El paseo más lindo
Amo caminar.
Pocas cosas me relajan tanto como recorrer las calles de la ciudad con la ayuda de mis pasos.
La importancia de caminar en mi vida ha sido muy grande. Aprendí a querer a Caracas caminándola de la mano de mi abuelo cuando era niño. Amé vivir en Nueva York porque caminarla me generaba un placer inmenso. Decidí entre otras cosas venirme a vivir a Buenos Aires porque mi amiga Estrella me aseguró: “Acá puedes caminar con calma”.
Cuando vivía en Nueva York tenía un recorrido favorito: subir por Broadway desde Times Square (calle 42) hasta el Columbus Circle (calle 59). Mi caminata era musicalizada por Julian Casablancas, Green Day o Kanye West; en fin, cualquier música que me proveyera formas sugerentes de pulso urbano.

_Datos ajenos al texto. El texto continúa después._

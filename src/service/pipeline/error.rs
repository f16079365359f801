//! Error types for analysis runs

use thiserror::Error;

use crate::model::Phase;
use crate::retriever::RetrieverError;
use crate::service::extraction::ExtractionError;

/// Run-level failure of an analysis
#[derive(Debug, Error)]
#[non_exhaustive]
pub enum PipelineError {
    /// A phase could not be extracted because the oracle was unreachable
    #[error("Phase {phase} failed: {source}")]
    PhaseFailed {
        phase: Phase,
        #[source]
        source: ExtractionError,
    },

    /// The chunk retrieval backend could not be reached
    #[error("Chunk retrieval unavailable for {phase} phase: {source}")]
    RetrievalUnavailable {
        phase: Phase,
        #[source]
        source: RetrieverError,
    },

    /// A pre-supplied phase output was rejected
    #[error("Invalid prior output for {phase} phase: {message}")]
    InvalidPriorOutput { phase: Phase, message: String },
}

impl PipelineError {
    /// Whether the failure is caused by an external backend
    pub fn is_upstream(&self) -> bool {
        matches!(
            self,
            PipelineError::PhaseFailed { .. } | PipelineError::RetrievalUnavailable { .. }
        )
    }
}
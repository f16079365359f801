//! Phase outputs, traceability records and the assembled analysis result

use std::collections::BTreeMap;

use chrono::{DateTime, Utc};
use serde::{Deserialize, Serialize};
use utoipa::ToSchema;
use uuid::Uuid;

use crate::model::entities::{
    Actor, Capability, Component, Function, ImplementationConstraint, Interface, Scenario,
};
use crate::model::phase::{EntityCategory, Phase};

/// Outcome of extracting one entity category
#[derive(Debug, Clone, Copy, PartialEq, Eq, Serialize, Deserialize, ToSchema)]
#[serde(rename_all = "snake_case")]
pub enum CategoryStatus {
    /// A well-formed response was accepted
    Completed,
    /// The oracle answered but nothing parseable came back
    Malformed,
    /// Every oracle call for the category errored or timed out
    Failed,
    /// Not attempted because the run was cancelled
    Skipped,
}

#[derive(Debug, Clone, Copy, PartialEq, Eq, Serialize, Deserialize, ToSchema)]
#[serde(rename_all = "snake_case")]
pub enum ChunkOrigin {
    Provided,
    Retrieved,
}

/// A context chunk that was part of a phase's prompt window
#[derive(Debug, Clone, PartialEq, Serialize, Deserialize, ToSchema)]
pub struct ChunkRef {
    pub index: usize,
    pub origin: ChunkOrigin,
}

/// Bookkeeping attached to a phase output
#[derive(Debug, Clone, Default, PartialEq, Serialize, Deserialize, ToSchema)]
#[serde(default)]
pub struct ExtractionMetadata {
    pub extracted_at: DateTime<Utc>,
    pub duration_ms: u64,
    /// Mean of the category confidences, in [0, 1]
    pub confidence: f64,
    pub category_confidence: BTreeMap<String, f64>,
    pub category_counts: BTreeMap<String, usize>,
    /// Items dropped because required fields were missing
    pub rejected_items: BTreeMap<String, usize>,
    pub category_status: BTreeMap<String, CategoryStatus>,
    pub oracle_calls: u32,
    pub context_window: Vec<ChunkRef>,
    pub warnings: Vec<String>,
    /// Set when cancellation stopped the phase before every category ran
    pub partial: bool,
}

/// Entities extracted for one phase
#[derive(Debug, Clone, PartialEq, Serialize, Deserialize, ToSchema)]
pub struct PhaseOutput {
    pub phase: Phase,
    #[serde(default)]
    pub actors: Vec<Actor>,
    #[serde(default)]
    pub capabilities: Vec<Capability>,
    #[serde(default)]
    pub components: Vec<Component>,
    #[serde(default)]
    pub functions: Vec<Function>,
    #[serde(default)]
    pub interfaces: Vec<Interface>,
    #[serde(default)]
    pub scenarios: Vec<Scenario>,
    #[serde(default)]
    pub constraints: Vec<ImplementationConstraint>,
    #[serde(default)]
    pub metadata: ExtractionMetadata,
}

/// Kind of architecture entity, used for link compatibility
#[derive(Debug, Clone, Copy, PartialEq, Eq, Hash, Serialize, Deserialize, ToSchema)]
#[serde(rename_all = "snake_case")]
pub enum EntityKind {
    Actor,
    Capability,
    Component,
    Function,
    Interface,
    Scenario,
    Constraint,
}

/// Flattened, borrowed view of an entity for similarity matching
#[derive(Debug, Clone)]
pub struct TraceNode<'a> {
    pub phase: Phase,
    pub kind: EntityKind,
    pub id: &'a str,
    pub name: &'a str,
    pub text: String,
}

impl PhaseOutput {
    pub fn new(phase: Phase) -> Self {
        Self {
            phase,
            actors: Vec::new(),
            capabilities: Vec::new(),
            components: Vec::new(),
            functions: Vec::new(),
            interfaces: Vec::new(),
            scenarios: Vec::new(),
            constraints: Vec::new(),
            metadata: ExtractionMetadata::default(),
        }
    }

    pub fn entity_count(&self) -> usize {
        self.actors.len()
            + self.capabilities.len()
            + self.components.len()
            + self.functions.len()
            + self.interfaces.len()
            + self.scenarios.len()
            + self.constraints.len()
    }

    /// Number of entities held in `category`
    pub fn category_count(&self, category: EntityCategory) -> usize {
        match category {
            EntityCategory::Actors => self.actors.len(),
            EntityCategory::Capabilities => self.capabilities.len(),
            EntityCategory::Components => self.components.len(),
            EntityCategory::Functions => self.functions.len(),
            EntityCategory::Interfaces => self.interfaces.len(),
            EntityCategory::Scenarios => self.scenarios.len(),
            EntityCategory::Constraints => self.constraints.len(),
        }
    }

    pub fn is_empty(&self) -> bool {
        self.entity_count() == 0
    }

    /// All entities of the phase as trace nodes, in category order
    pub fn nodes(&self) -> Vec<TraceNode<'_>> {
        let phase = self.phase;
        let mut nodes = Vec::with_capacity(self.entity_count());

        nodes.extend(self.actors.iter().map(|a| TraceNode {
            phase,
            kind: EntityKind::Actor,
            id: &a.id,
            name: &a.name,
            text: join_text(&a.description, &a.role_definition),
        }));
        nodes.extend(self.capabilities.iter().map(|c| TraceNode {
            phase,
            kind: EntityKind::Capability,
            id: &c.id,
            name: &c.name,
            text: join_text(&c.description, &c.mission_statement),
        }));
        nodes.extend(self.components.iter().map(|c| TraceNode {
            phase,
            kind: EntityKind::Component,
            id: &c.id,
            name: &c.name,
            text: join_text(&c.description, &c.responsibilities.join(" ")),
        }));
        nodes.extend(self.functions.iter().map(|f| TraceNode {
            phase,
            kind: EntityKind::Function,
            id: &f.id,
            name: &f.name,
            text: f.description.clone(),
        }));
        nodes.extend(self.interfaces.iter().map(|i| TraceNode {
            phase,
            kind: EntityKind::Interface,
            id: &i.id,
            name: &i.name,
            text: join_text(&i.description, &i.data_specifications.join(" ")),
        }));
        nodes.extend(self.scenarios.iter().map(|s| TraceNode {
            phase,
            kind: EntityKind::Scenario,
            id: &s.id,
            name: &s.name,
            text: s.description.clone(),
        }));
        nodes.extend(self.constraints.iter().map(|c| TraceNode {
            phase,
            kind: EntityKind::Constraint,
            id: &c.id,
            name: &c.name,
            text: c.description.clone(),
        }));

        nodes
    }

    /// Up to `limit` representative `(name, description)` pairs for prompt context
    pub fn representative_entities(&self, limit: usize) -> Vec<(&str, &str)> {
        let pairs: Vec<(&str, &str)> = if self.phase == Phase::Operational {
            self.actors
                .iter()
                .map(|a| (a.name.as_str(), a.description.as_str()))
                .chain(
                    self.capabilities
                        .iter()
                        .map(|c| (c.name.as_str(), c.description.as_str())),
                )
                .collect()
        } else {
            self.components
                .iter()
                .map(|c| (c.name.as_str(), c.description.as_str()))
                .chain(
                    self.functions
                        .iter()
                        .map(|f| (f.name.as_str(), f.description.as_str())),
                )
                .collect()
        };

        pairs.into_iter().take(limit).collect()
    }
}

fn join_text(primary: &str, secondary: &str) -> String {
    match (primary.is_empty(), secondary.is_empty()) {
        (_, true) => primary.to_string(),
        (true, false) => secondary.to_string(),
        (false, false) => format!("{} {}", primary, secondary),
    }
}

#[derive(Debug, Clone, Copy, PartialEq, Eq, Serialize, Deserialize, ToSchema)]
#[serde(rename_all = "snake_case")]
pub enum LinkType {
    Refines,
    Realizes,
    Allocates,
    Supports,
}

#[derive(Debug, Clone, Copy, PartialEq, Eq, Serialize, Deserialize, ToSchema)]
#[serde(rename_all = "snake_case")]
pub enum LinkOrigin {
    /// Inferred from name and description similarity
    Similarity,
    /// Resolved from a name the oracle declared on the entity
    Declared,
}

/// Directed relation from an earlier-phase entity to a later-phase one
#[derive(Debug, Clone, PartialEq, Serialize, Deserialize, ToSchema)]
pub struct TraceabilityLink {
    pub source_id: String,
    pub target_id: String,
    pub source_phase: Phase,
    pub target_phase: Phase,
    pub link_type: LinkType,
    pub confidence: f64,
    pub origin: LinkOrigin,
}

#[derive(Debug, Clone, Copy, PartialEq, Eq, PartialOrd, Ord, Serialize, Deserialize, ToSchema)]
#[serde(rename_all = "snake_case")]
pub enum GapSeverity {
    Critical,
    Major,
    Minor,
}

#[derive(Debug, Clone, Copy, PartialEq, Eq, Serialize, Deserialize, ToSchema)]
#[serde(rename_all = "snake_case")]
pub enum GapType {
    UnrealizedCapability,
    MissingRealization,
    MissingInterface,
    UntracedEntity,
    UnrealizedEntity,
    DanglingReference,
}

/// Detected traceability defect
#[derive(Debug, Clone, PartialEq, Serialize, Deserialize, ToSchema)]
pub struct Gap {
    pub id: String,
    pub severity: GapSeverity,
    pub gap_type: GapType,
    pub phase: Phase,
    #[serde(default, skip_serializing_if = "Option::is_none")]
    pub entity_id: Option<String>,
    pub description: String,
    pub recommendation: String,
}

#[derive(Debug, Clone, Copy, PartialEq, Eq, Serialize, Deserialize, ToSchema)]
#[serde(rename_all = "snake_case")]
pub enum ConsistencyCheckType {
    /// Entity volumes agree between operational and system phases
    ModelCoherence,
    /// Interfaces have sensible providers and consumers
    InterfaceCompatibility,
}

/// Ordered from best to worst
#[derive(Debug, Clone, Copy, PartialEq, Eq, PartialOrd, Ord, Serialize, Deserialize, ToSchema)]
#[serde(rename_all = "snake_case")]
pub enum CheckStatus {
    Passed,
    Warning,
    Failed,
}

/// Architecture-level consistency finding across one or more phases
#[derive(Debug, Clone, PartialEq, Serialize, Deserialize, ToSchema)]
pub struct ConsistencyCheck {
    pub id: String,
    pub check_type: ConsistencyCheckType,
    pub phases_involved: Vec<Phase>,
    pub status: CheckStatus,
    pub description: String,
    #[serde(default)]
    pub issues_found: Vec<String>,
    #[serde(default)]
    pub recommendations: Vec<String>,
}

/// Run-level bookkeeping
#[derive(Debug, Clone, PartialEq, Serialize, Deserialize, ToSchema)]
pub struct RunMetadata {
    pub run_id: Uuid,
    pub started_at: DateTime<Utc>,
    pub completed_at: DateTime<Utc>,
    pub duration_ms: u64,
    pub requested_phases: Vec<Phase>,
    pub completed_phases: Vec<Phase>,
    /// Phases taken from the request instead of being extracted
    pub supplied_phases: Vec<Phase>,
    pub source_documents: Vec<String>,
    pub phase_duration_ms: BTreeMap<String, u64>,
    pub phase_confidence: BTreeMap<String, f64>,
    pub total_entities: usize,
    pub service_version: String,
}

/// Complete result of one analysis run
#[derive(Debug, Clone, PartialEq, Serialize, Deserialize, ToSchema)]
pub struct StructuredResult {
    pub run: RunMetadata,
    #[serde(default, skip_serializing_if = "Option::is_none")]
    pub operational: Option<PhaseOutput>,
    #[serde(default, skip_serializing_if = "Option::is_none")]
    pub system: Option<PhaseOutput>,
    #[serde(default, skip_serializing_if = "Option::is_none")]
    pub logical: Option<PhaseOutput>,
    #[serde(default, skip_serializing_if = "Option::is_none")]
    pub physical: Option<PhaseOutput>,
    pub traceability_links: Vec<TraceabilityLink>,
    pub gaps: Vec<Gap>,
    pub quality_metrics: BTreeMap<String, f64>,
    #[serde(default)]
    pub consistency_checks: Vec<ConsistencyCheck>,
    /// Entity ids whose change would ripple widely, keyed by category
    #[serde(default)]
    pub impact_analysis: BTreeMap<String, Vec<String>>,
    /// Set when the run was cancelled before every planned phase completed
    pub partial: bool,
}

impl StructuredResult {
    pub fn phase(&self, phase: Phase) -> Option<&PhaseOutput> {
        match phase {
            Phase::Operational => self.operational.as_ref(),
            Phase::System => self.system.as_ref(),
            Phase::Logical => self.logical.as_ref(),
            Phase::Physical => self.physical.as_ref(),
        }
    }

    pub fn phase_slot(&mut self, phase: Phase) -> &mut Option<PhaseOutput> {
        match phase {
            Phase::Operational => &mut self.operational,
            Phase::System => &mut self.system,
            Phase::Logical => &mut self.logical,
            Phase::Physical => &mut self.physical,
        }
    }
}

#[cfg(test)]
mod tests {
    use super::*;
    use crate::model::entities::{ComponentType, Function};

    fn component(id: &str, name: &str) -> Component {
        Component {
            id: id.to_string(),
            name: name.to_string(),
            description: format!("{} description", name),
            component_type: ComponentType::Subsystem,
            responsibilities: vec![],
            parent_component: None,
            sub_components: vec![],
            allocated_functions: vec![],
            technology_platform: None,
            implements_components: vec![],
            source_references: vec![0],
        }
    }

    #[test]
    fn test_nodes_cover_every_entity() {
        let mut output = PhaseOutput::new(Phase::Logical);
        output.components.push(component("LA-COMP-001", "Signal Controller"));
        output.functions.push(Function {
            id: "LA-FUNC-001".to_string(),
            name: "Switch Lights".to_string(),
            description: "Changes light state".to_string(),
            parent_function: None,
            sub_functions: vec![],
            inputs: vec![],
            outputs: vec![],
            behavioral_specifications: vec![],
            allocated_components: vec![],
            realizes_functions: vec![],
            realizes_capabilities: vec![],
            source_references: vec![],
        });

        let nodes = output.nodes();
        assert_eq!(nodes.len(), 2);
        assert_eq!(nodes[0].kind, EntityKind::Component);
        assert_eq!(nodes[1].id, "LA-FUNC-001");
        assert!(nodes.iter().all(|n| n.phase == Phase::Logical));
    }

    #[test]
    fn test_representative_entities_respects_limit() {
        let mut output = PhaseOutput::new(Phase::System);
        for i in 1..=8 {
            output
                .components
                .push(component(&format!("SA-COMP-{:03}", i), &format!("Unit {}", i)));
        }

        let reps = output.representative_entities(5);
        assert_eq!(reps.len(), 5);
        assert_eq!(reps[0].0, "Unit 1");
    }

    #[test]
    fn test_prior_output_deserializes_without_metadata() {
        let json = r#"{"phase": "operational", "actors": [{"id": "OA-ACTOR-001", "name": "Driver", "description": "Road user"}]}"#;
        let output: PhaseOutput = serde_json::from_str(json).unwrap();
        assert_eq!(output.phase, Phase::Operational);
        assert_eq!(output.actors.len(), 1);
        assert!(output.components.is_empty());
        assert_eq!(output.metadata.confidence, 0.0);
    }
}
//! REST API endpoint for analysis runs

use actix_web::{HttpResponse, post, web};

use crate::api::error::{ApiError, ErrorResponse};
use crate::app::AppState;
use crate::model::{AnalysisRequest, StructuredResult};

/// Run phased extraction and traceability over the supplied context
///
/// Runs beyond `server.max_concurrent_runs` wait for a free slot. A run that
/// is interrupted by shutdown returns the completed phases with `partial` set.
#[utoipa::path(
    post,
    path = "/v1/analysis",
    request_body = AnalysisRequest,
    responses(
        (status = 200, description = "Analysis completed", body = StructuredResult),
        (status = 400, description = "Invalid request", body = ErrorResponse),
        (status = 502, description = "Generative oracle or chunk retrieval unavailable", body = ErrorResponse),
        (status = 503, description = "Server is shutting down", body = ErrorResponse)
    ),
    tag = "analysis"
)]
#[post("/v1/analysis")]
pub async fn analyze(
    state: web::Data<AppState>,
    body: web::Json<AnalysisRequest>,
) -> Result<HttpResponse, ApiError> {
    let request = body.into_inner();

    if request.context_chunks.iter().all(|c| c.content.trim().is_empty())
        && request.proposal_text.trim().is_empty()
    {
        return Err(ApiError::BadRequest(
            "at least one context chunk or a proposal text is required".to_string(),
        ));
    }

    let _permit = state
        .run_limiter
        .clone()
        .acquire_owned()
        .await
        .map_err(|_| ApiError::Unavailable("run limiter closed".to_string()))?;

    if state.shutdown.is_cancelled() {
        return Err(ApiError::Unavailable("server is shutting down".to_string()));
    }

    let cancel = state.shutdown.child_token();
    let result = state.pipeline.run(request, &cancel).await?;

    Ok(HttpResponse::Ok().json(result))
}

/// Configure analysis routes
pub fn configure(cfg: &mut web::ServiceConfig) {
    cfg.service(analyze);
}
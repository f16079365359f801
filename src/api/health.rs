//! Health check endpoints for Kubernetes liveness and readiness probes

use actix_web::{HttpResponse, Responder, get, web};
use serde::Serialize;
use utoipa::ToSchema;

use crate::app::AppState;

#[derive(Serialize, ToSchema)]
pub struct HealthStatus {
    pub status: String,
    pub version: String,
}

#[derive(Serialize, ToSchema)]
pub struct ReadinessStatus {
    pub status: String,
    pub version: String,
    pub dependencies: DependencyHealth,
}

#[derive(Serialize, ToSchema)]
pub struct DependencyHealth {
    /// Model used for extraction
    pub oracle_model: String,
    /// "enabled" or "disabled"
    pub retriever: String,
    /// Analysis runs that can start without waiting
    pub available_run_slots: usize,
}

/// Liveness probe endpoint
///
/// Always returns 200 OK if the service is running.
#[utoipa::path(
    get,
    path = "/health/live",
    responses(
        (status = 200, description = "Service is alive", body = HealthStatus)
    ),
    tag = "health"
)]
#[get("/health/live")]
pub async fn liveness() -> impl Responder {
    HttpResponse::Ok().json(HealthStatus {
        status: "ok".to_string(),
        version: env!("CARGO_PKG_VERSION").to_string(),
    })
}

/// Readiness probe endpoint
///
/// Reports not ready once shutdown has started.
#[utoipa::path(
    get,
    path = "/health/ready",
    responses(
        (status = 200, description = "Service is ready", body = ReadinessStatus),
        (status = 503, description = "Service is shutting down", body = ReadinessStatus)
    ),
    tag = "health"
)]
#[get("/health/ready")]
pub async fn readiness(state: web::Data<AppState>) -> impl Responder {
    let ready = !state.shutdown.is_cancelled();

    let status = ReadinessStatus {
        status: if ready { "ready" } else { "not_ready" }.to_string(),
        version: env!("CARGO_PKG_VERSION").to_string(),
        dependencies: DependencyHealth {
            oracle_model: state.oracle_model.clone(),
            retriever: if state.pipeline.has_retriever() {
                "enabled"
            } else {
                "disabled"
            }
            .to_string(),
            available_run_slots: state.run_limiter.available_permits(),
        },
    };

    if ready {
        HttpResponse::Ok().json(status)
    } else {
        HttpResponse::ServiceUnavailable().json(status)
    }
}

/// Configure health check routes
pub fn configure(cfg: &mut web::ServiceConfig) {
    cfg.service(liveness).service(readiness);
}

Nueva York también fue el escenario del paseo más lindo de mi vida: uno en el que me enamoré.
Ese paseo por poco no se dio, es decir, yo no tenía planeado –ni mucho menos pensaba- enamorarme a lo largo de esa mágica madrugada.
Esa tarde yo paseaba con un grupo de amigas por Union Square. Entre ellas había una española: la chica de la que me enamoré. Ella tenía que encontrarse con otras amigas en un bar que quedaba en el Lower East Side, pero no estaba ubicada y temía perderse, así que yo me ofrecí a llevarla.
En principio lo único que iba a hacer era dejarla, pero en lo que llegamos vimos que cada una de sus dos amigas estaba con un chamo. En ese momento la española me pidió que me quedara y la acompañara, pues temía que no se iba a sentir cómoda si se quedaba sola; yo accedí.
Nos tomamos unas cervezas con ellos hasta que decidieron irse a otro lugar. La española y yo decidimos quedarnos en el bar. Tomamos más cervezas y hablamos: comenzábamos a pasarla bien.
A la española la había conocido un par de días antes. Y aunque ciertamente me parecía atractiva, no había nada en ella que me hiciera sentir que me gustaba. Hasta esa noche, claro.
En algún momento de nuestra conversación, la española sacó su celular y me mostró fotos de Salamanca (su ciudad natal), su familia y sus amigos. Mientras escuchaba relatos de su vida, narrados en irresistible acento castellano, caí en cuenta de lo mucho que me sentía a gusto con las españolas: antes de conocerla ya me había enamorado de un par de sus compatriotas.
Salimos del bar un poco emocionados, y no sólo por las cervezas. Algo comenzaba a darse entre nosotros: confianza, sonrisas genuinas, una alegría incipiente.
El hotel donde se estaba quedando la española quedaba en la calle 47 y 4ta avenida, y nosotros estábamos en la calle 11 y 1era avenida., así que a ella le convenía tomar la línea L, cuya estación estaba sólo un par de cuadras más arriba.
Ella me pidió que la acompañara hasta la estación, pero tanto ella como yo sabíamos que mentía: al final ella no tomó el metro, sino que terminamos caminando más de treinta cuadras hasta llegar a su hotel.
La evolución del paseo se dio así: comenzamos caminando separados, luego a ella le dio frío (yo la cubrí con mi chaqueta y mi brazo izquierdo), luego ella sacó su iPod y caminamos juntos y muy cerca. Cantamos, nos acercamos más, nos reímos mucho.
Al llegar a su hotel nos despedimos. Ella se quejó de que los no-españoles como yo no se despedían bien: con un beso dado en cada lado de la cara. Yo le prometí entonces que iba a hacerlo bien. Luego de darle los dos besos muy correctamente, acerqué su cara a la mía y la besé en la boca: la española era ahora mi española.
Así concluyó el paseo más lindo de mi vida, con el comienzo de un amor.
Así concluyó la noche que me cambiaría -y que lo cambiaría- todo: para siempre.